Salcedo is known for sculptures and installations that incorporate quotidian, domestic objects like tables or garments. Her practice often takes historical events as a starting point, focusing on the effects of major political actions on people’s everyday mental and emotional experiences. “Conveying burdens and conflicts with precise and economical means,” she once cataclysmically cracked the floor of Turbine Hall in London’s Tate Modern and lowered more than 1,500 chairs between two buildings in Istanbul to address displacement caused by war. In “Uprooted,” the theme of migration continues in the form of hundreds of dead trees that have been shaped into the recognizable silhouette of a house, its meticulously constructed walls and pitched roof gradually morphing into a thicket.
Salcedo contemplates transformation and loss that can be interpreted in many ways, especially in the context of Russia’s ongoing assault on Ukraine and the devastating earthquakes in Syria and Turkey that have displaced millions of people. By utilizing trees that are colorless and lifeless, she also references a rupture between humans and nature, examining how our connection to the environment is dissolving.

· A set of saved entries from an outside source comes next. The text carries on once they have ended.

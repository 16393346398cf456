//! 2D vector helpers on top of `glam::Vec2`

use glam::Vec2;

/// Unit vector pointing along `angle` (radians)
#[inline]
pub fn direction(angle: f32) -> Vec2 {
    Vec2::new(angle.cos(), angle.sin())
}

/// Angle (radians) of the ray from `center` toward `point`
#[inline]
pub fn angle_to(center: Vec2, point: Vec2) -> f32 {
    let d = point - center;
    d.y.atan2(d.x)
}

/// Angle of a vector, or `None` for the zero vector
#[inline]
pub fn heading(v: Vec2) -> Option<f32> {
    if v.length_squared() > 0.0 {
        Some(v.y.atan2(v.x))
    } else {
        None
    }
}

/// Distance between two points
#[inline]
pub fn distance(a: Vec2, b: Vec2) -> f32 {
    (a - b).length()
}

/// Scale `v` down to `max_len` if it is longer
#[inline]
pub fn clamp_length(v: Vec2, max_len: f32) -> Vec2 {
    let len = v.length();
    if len > max_len && len > 0.0 {
        v * (max_len / len)
    } else {
        v
    }
}

/// Whether a circle overlaps an axis-aligned rectangle
pub fn circle_overlaps_rect(center: Vec2, radius: f32, rect_center: Vec2, half_extent: Vec2) -> bool {
    let min = rect_center - half_extent;
    let max = rect_center + half_extent;
    let closest = center.clamp(min, max);
    (center - closest).length_squared() < radius * radius
}

#[cfg(test)]
mod tests {
    use super::*;
    use std::f32::consts::PI;

    #[test]
    fn test_zero_vector_normalizes_to_zero() {
        assert_eq!(Vec2::ZERO.normalize_or_zero(), Vec2::ZERO);
        assert_eq!(heading(Vec2::ZERO), None);
    }

    #[test]
    fn test_direction_and_angle_to() {
        let d = direction(PI / 2.0);
        assert!(d.x.abs() < 1e-6);
        assert!((d.y - 1.0).abs() < 1e-6);

        let a = angle_to(Vec2::new(1.0, 1.0), Vec2::new(1.0, 5.0));
        assert!((a - PI / 2.0).abs() < 1e-6);
    }

    #[test]
    fn test_clamp_length() {
        let v = clamp_length(Vec2::new(300.0, 400.0), 100.0);
        assert!((v.length() - 100.0).abs() < 1e-3);
        let short = clamp_length(Vec2::new(3.0, 4.0), 100.0);
        assert_eq!(short, Vec2::new(3.0, 4.0));
    }

    #[test]
    fn test_circle_rect_overlap() {
        let half = Vec2::splat(150.0);
        assert!(circle_overlaps_rect(Vec2::ZERO, 50.0, Vec2::ZERO, half));
        assert!(circle_overlaps_rect(Vec2::new(190.0, 0.0), 50.0, Vec2::ZERO, half));
        assert!(!circle_overlaps_rect(Vec2::new(210.0, 0.0), 50.0, Vec2::ZERO, half));
        assert!(!circle_overlaps_rect(Vec2::new(190.0, 190.0), 50.0, Vec2::ZERO, half));
    }
}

Visitors can walk around the installation, but the impenetrable tangles of the wood prevent them from going inside. Gnarled roots protrude from all sides, densely clustered trees obscure the entrance, and in place of an inviting front door is a forebodingly dark and impassable juncture between the domestic structure and the wilderness.
“Uprooted” is on view in Sharjah Biennial 15: Thinking Historically in the Present at the recently converted Kalba Ice Factory in Sharjah, United Arab Emirates, through June 11.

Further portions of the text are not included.